Segment Start: Given entries

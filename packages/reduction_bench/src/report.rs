use std::io::{self, Write};

use bench_support::{AllocationError, DRIFT_THRESHOLD, footprint_mib, is_drift};
use itertools::Itertools;

use crate::{HarnessConfig, ScalingReport, SizeReport, Strategy};

const RULE_WIDTH: usize = 88;

pub(crate) fn write_preamble(out: &mut impl Write, config: &HarnessConfig) -> io::Result<()> {
    writeln!(out, "{}", "=".repeat(RULE_WIDTH))?;
    writeln!(out, "PARALLEL REDUCTION BENCHMARK")?;
    writeln!(out, "{}", "=".repeat(RULE_WIDTH))?;
    writeln!(out, "Number of threads: {}", config.workers())?;
    writeln!(out, "Number of trials per method: {}", config.trials())?;
    writeln!(
        out,
        "Array sizes: {}",
        config.sizes().iter().map(|&size| grouped(size)).join(", ")
    )?;
    writeln!(out, "Methods: {}", Strategy::ALL.iter().join(", "))
}

pub(crate) fn write_size(out: &mut impl Write, report: &SizeReport) -> io::Result<()> {
    writeln!(out)?;
    writeln!(out, "ARRAY SIZE: {} elements", grouped(report.size()))?;
    writeln!(out, "Memory usage: ~{:.2} MB", footprint_mib(report.size()))?;
    writeln!(
        out,
        "Sequential sum: {:.6} (time: {:.6} s)",
        report.reference(),
        report.reference_seconds()
    )?;
    writeln!(out, "{}", "-".repeat(RULE_WIDTH))?;
    writeln!(
        out,
        "{:<18} | {:>12} | {:>10} | {:>22} | {:>12}",
        "Method", "Time (s)", "Speedup", "Result", "Rel. error"
    )?;
    writeln!(out, "{}", "-".repeat(RULE_WIDTH))?;

    for summary in report.summaries() {
        let drift_marker = if is_drift(summary.relative_error()) {
            "  DRIFT"
        } else {
            ""
        };

        writeln!(
            out,
            "{:<18} | {:>12.6} | {:>10} | {:>22.6} | {:>12.2e}{drift_marker}",
            summary.strategy().to_string(),
            summary.mean_seconds(),
            speedup_cell(summary.speedup()),
            summary.sum(),
            summary.relative_error(),
        )?;
    }

    writeln!(out, "{}", "-".repeat(RULE_WIDTH))?;
    writeln!(
        out,
        "Times are the mean of {} trial(s). Speedup is the Reduction time divided by the method time.",
        report.trials()
    )?;

    if report.has_drift() {
        writeln!(
            out,
            "DRIFT marks results whose relative error exceeds {DRIFT_THRESHOLD:e}."
        )?;
    }

    Ok(())
}

pub(crate) fn write_skipped(
    out: &mut impl Write,
    size: usize,
    error: &AllocationError,
) -> io::Result<()> {
    writeln!(out)?;
    writeln!(out, "ARRAY SIZE: {} elements", grouped(size))?;
    writeln!(
        out,
        "Memory allocation failed ({error}), skipping this size."
    )
}

pub(crate) fn write_scaling(out: &mut impl Write, report: &ScalingReport) -> io::Result<()> {
    writeln!(out)?;
    writeln!(out, "{}", "=".repeat(RULE_WIDTH))?;
    writeln!(
        out,
        "THREAD SCALING at {} elements",
        grouped(report.size())
    )?;
    writeln!(out, "{}", "=".repeat(RULE_WIDTH))?;

    if let Some(baseline) = report.baseline() {
        writeln!(
            out,
            "Speedup is the Reduction time with {} thread(s) divided by the Reduction time with N threads.",
            baseline.width()
        )?;
    }

    write!(out, "{:>8}", "Threads")?;
    for strategy in Strategy::ALL {
        write!(out, " | {:>16}", strategy.to_string())?;
    }
    writeln!(out, " | {:>8}", "Speedup")?;
    writeln!(out, "{}", "-".repeat(RULE_WIDTH.saturating_add(24)))?;

    for row in report.rows() {
        write!(out, "{:>8}", row.width())?;

        for strategy in Strategy::ALL {
            match row.seconds(strategy) {
                Some(seconds) => write!(out, " | {seconds:>16.6}")?,
                None => write!(out, " | {:>16}", "n/a")?,
            }
        }

        writeln!(out, " | {:>8}", speedup_cell(report.speedup(row)))?;
    }

    Ok(())
}

pub(crate) fn write_conclusions(out: &mut impl Write) -> io::Result<()> {
    writeln!(out)?;
    writeln!(out, "CONCLUSIONS")?;
    writeln!(
        out,
        "- Reduction keeps one private partial per worker and merges once per worker, which is why it is the baseline."
    )?;
    writeln!(
        out,
        "- Critical Section and Lock also merge once per worker, so their cost is expected to stay close to Reduction."
    )?;
    writeln!(
        out,
        "- Atomic synchronizes on every element; contention on one memory location makes it the slowest method."
    )?;
    writeln!(
        out,
        "- Manual uses blocks of N/W elements and gives the remainder to the last worker, so its balance depends on N."
    )?;
    writeln!(
        out,
        "- Rel. error compares each result with the sequential sum. Values far below {DRIFT_THRESHOLD:e} come from the changed summation order."
    )
}

fn speedup_cell(speedup: Option<f64>) -> String {
    speedup.map_or_else(|| "n/a".to_owned(), |speedup| format!("{speedup:.2}x"))
}

/// Formats an integer with a comma between every group of three digits.
fn grouped(value: usize) -> String {
    value
        .to_string()
        .as_bytes()
        .rchunks(3)
        .rev()
        .map(String::from_utf8_lossy)
        .join(",")
}

#[cfg(test)]
#[cfg_attr(coverage_nightly, coverage(off))]
mod tests {
    use new_zealand::nz;

    use super::*;

    #[test]
    fn digit_grouping() {
        assert_eq!(grouped(0), "0");
        assert_eq!(grouped(999), "999");
        assert_eq!(grouped(1_000), "1,000");
        assert_eq!(grouped(50_000_000), "50,000,000");
    }

    #[test]
    fn missing_speedup() {
        assert_eq!(speedup_cell(None), "n/a");
        assert_eq!(speedup_cell(Some(1.5)), "1.50x");
    }

    #[test]
    fn preamble_lists_configuration() {
        let config = HarnessConfig::default()
            .with_sizes(vec![1_000, 10_000])
            .with_workers(nz!(4));
        let mut out = Vec::new();

        write_preamble(&mut out, &config).unwrap();
        let text = String::from_utf8(out).unwrap();

        assert!(text.contains("Number of threads: 4"));
        assert!(text.contains("Array sizes: 1,000, 10,000"));
        assert!(text.contains("Reduction, Critical Section, Atomic, Manual, Lock"));
    }

    #[test]
    fn skipped_size_names_the_failure() {
        let error = bench_support::try_zeroed(usize::MAX).unwrap_err();
        let mut out = Vec::new();

        write_skipped(&mut out, usize::MAX, &error).unwrap();
        let text = String::from_utf8(out).unwrap();

        assert!(text.contains("Memory allocation failed"));
        assert!(text.contains("skipping this size"));
    }
}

Segment End: Given entries

▸ **Exercise goal**: Copy out each line of the entries above that holds "HarnessConfig".

▸ **Exercise answer**:
use crate::{HarnessConfig, ScalingReport, SizeReport, Strategy};
pub(crate) fn write_preamble(out: &mut impl Write, config: &HarnessConfig) -> io::Result<()> {
        let config = HarnessConfig::default()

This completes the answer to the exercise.